Clustering methods (unsupervised learning) offer efficient ways of finding overall patterns and tendencies in microarray gene expression data. Such methods can discover classes of expression patterns and identify groups of genes that are regulated in a similar manner and can therefore indicate along which lines biological interpretations may be sought in a given experiment (Eisen et al. 1998; Iyer et al. 1999). On the other hand, unsupervised learning methods usually do not use existing biological knowledge in finding the clusters, and they do not offer well-established methods for classifying uncharacterized genes according to their biological roles. By including biological knowledge in the learning process, supervised methods can generate gene-expression-based models that can be used for classification of unknown genes. Furthermore, such models can be objectively evaluated with respect to classification quality.

Although hierarchical clustering has shown that similarity in biological roles often corresponds to expression similarity (Eisen et al. 1998), biologically related genes in many instances show dissimilar expression profiles and may even be inversely coregulated (Eisen et al. 1998; Iyer et al. 1999; Shatkay et al. 2000; Stanton et al. 2000). Moreover, gene products often have multiple actions. The relations between temporal changes in gene transcript levels and the multiple biological roles of the gene products are so complex that, given our present knowledge, it may only be possible to use learning from examples to create models.
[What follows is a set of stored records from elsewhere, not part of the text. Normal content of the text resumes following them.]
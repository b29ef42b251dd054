//! ViaCEP directory client.
//!
//! # Responsibility
//! - Issue one blocking request per lookup and decode the response.
//! - Translate the service's explicit "not found" marker into `Ok(None)`.

use super::{normalize_postal_code, Address, AddressLookup, LookupError, LookupResult};
use log::info;
use serde::Deserialize;
use std::time::Duration;

/// Public ViaCEP endpoint prefix.
pub const DEFAULT_BASE_URL: &str = "https://viacep.com.br/ws";

const REQUEST_TIMEOUT: Duration = Duration::from_secs(10);

/// Blocking HTTP client for the ViaCEP directory.
pub struct ViaCepClient {
    base_url: String,
    client: reqwest::blocking::Client,
}

impl ViaCepClient {
    /// Creates a client against the public endpoint.
    pub fn new() -> LookupResult<Self> {
        Self::with_base_url(DEFAULT_BASE_URL)
    }

    /// Creates a client against a custom endpoint (tests, proxies).
    pub fn with_base_url(base_url: &str) -> LookupResult<Self> {
        let client = reqwest::blocking::Client::builder()
            .timeout(REQUEST_TIMEOUT)
            .build()?;
        Ok(Self {
            base_url: base_url.trim_end_matches('/').to_string(),
            client,
        })
    }
}

impl AddressLookup for ViaCepClient {
    fn by_postal_code(&self, code: &str) -> LookupResult<Option<Address>> {
        let Some(code) = normalize_postal_code(code) else {
            return Ok(None);
        };

        let url = format!("{}/{code}/json/", self.base_url);
        let response = self.client.get(&url).send()?;
        let status = response.status();
        if !status.is_success() {
            return Err(LookupError::Status(status.as_u16()));
        }

        let payload: ViaCepPayload = response.json()?;
        if payload.is_not_found() {
            info!("event=postal_lookup module=lookup status=ok outcome=not_found code={code}");
            return Ok(None);
        }

        info!("event=postal_lookup module=lookup status=ok outcome=found code={code}");
        Ok(Some(payload.into_address()))
    }
}

/// Wire shape of a ViaCEP response.
///
/// The service signals unknown codes with an `erro` marker whose type has
/// varied across API revisions (boolean or the string `"true"`), so it is
/// decoded leniently.
#[derive(Debug, Deserialize)]
struct ViaCepPayload {
    #[serde(default)]
    erro: Option<serde_json::Value>,
    #[serde(default)]
    logradouro: String,
    #[serde(default)]
    bairro: String,
    #[serde(default)]
    localidade: String,
    #[serde(default)]
    uf: String,
}

impl ViaCepPayload {
    fn is_not_found(&self) -> bool {
        match &self.erro {
            None => false,
            Some(serde_json::Value::Bool(flag)) => *flag,
            Some(serde_json::Value::String(text)) => text.eq_ignore_ascii_case("true"),
            Some(_) => true,
        }
    }

    fn into_address(self) -> Address {
        Address {
            street: self.logradouro,
            neighborhood: self.bairro,
            city: self.localidade,
            state: self.uf,
        }
    }
}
The Gene Ontology (GO) (http://www.geneontology.org; The Gene Ontology Consortium 2000) provides a valuable source of structured knowledge of protein function in terms of molecular function,biological process, and cellular component. In each of these three ontologies, the classifications are arranged in a hierarchy in which the components may have more than one parent component (directed acyclic graph). Use of GO in analysis of experimental data from high-throughput methods enables integration of biological background data in a controlled manner.

Our particular research goal was to model the relationships betweengene expression as a function of time and involvement of a gene in a given biological process and to use this model to predict the biological roles of unknown genes. We built anif-then rule model using a supervised learning method based on Rough Sets (Pawlak 1991; Komorowski 1999; Skowron et al. 2002). It associated Gene Ontology (GO) classes of biological processes (The Gene Ontology Consortium 2000) with minimal features of temporal gene transcript profiles from the fibroblast serum response in a data set provided by Iyer et al. (1999). Gene profiles of 497 unknown and known genes in the fibroblast serum response were then subjected to the model to classify (reclassify, respectively) the genes. The process provided hypotheses about multiple roles of the genes in terms of GO biological process. Our method generated a high-precision model that produced a substantial number of new hypotheses about biological roles of both characterized and uncharacterized genes. Methods like the one presented here may be pivotal in future research by permitting a more focused experimental approach to elucidate the biological roles of genes.

RESULTS

Construction of Training Examples

We used a data set provided by Iyer et al. (1999;http://genome-www.stanford.edu/serum) that describes the transcript levels of genes detected by 517 different gene probes during the first 24 h of the serum response in serum-starved human fibroblasts. The 517 gene probes corresponded to 497 unique genes, because 20 genes were represented by more than one probe according to Unigene clustering of cDNA sequences (http://www.ncbi.nlm.nih.gov/UniGene/index.html; 2002). For each gene, biological processes were assigned at the lowest possible (most specific) level of GO (The Gene Ontology Consortium 2000; http://www.geneontology.org/). Information for annotations was extracted manually from UniGene (http://www.ncbi.nlm.nih.gov/UniGene/index.html), LocusLink (http://www.ncbi.nlm.nih.gov/LocusLink/index.html), SWISS-PROT (http://us.expasy.org/sprot), GENATLAS (http://bisance.citi2.fr/GENATLAS), and from the literature. For 284 of the 497 genes, information for GO annotations was found (Table1). No biological process information was found on the biological roles of the remaining 213 genes, and these were termed unknown or uncharacterized. After the completion of our annotation work, human gene GO annotations have been made available by LocusLink. There is good agreement between our annotations and those at LocusLink. However, in general, we obtained a higher number of annotations per gene, and many of our annotations were at a more detailed level.

Table 1.

Annotation of Known Genes

The annotated genes formed learning examples from which a rule model was trained. Because supervised learning requires a nontrivial number of examples from each class from which to learn, the genes were grouped into classes of at least 4 elements. To achieve this, the more specific annotations were moved upward in the ontology so that the learning examples were grouped into 23 broad classes of biological processes (e.g., stress response, transport, cell proliferation; see Table 1). Thus, a class is a set of genes that all have an annotation with a common ancestor in the GO hierarchy. Of the 284 known genes, 273 belonged to these 23 broad classes of GO biological process.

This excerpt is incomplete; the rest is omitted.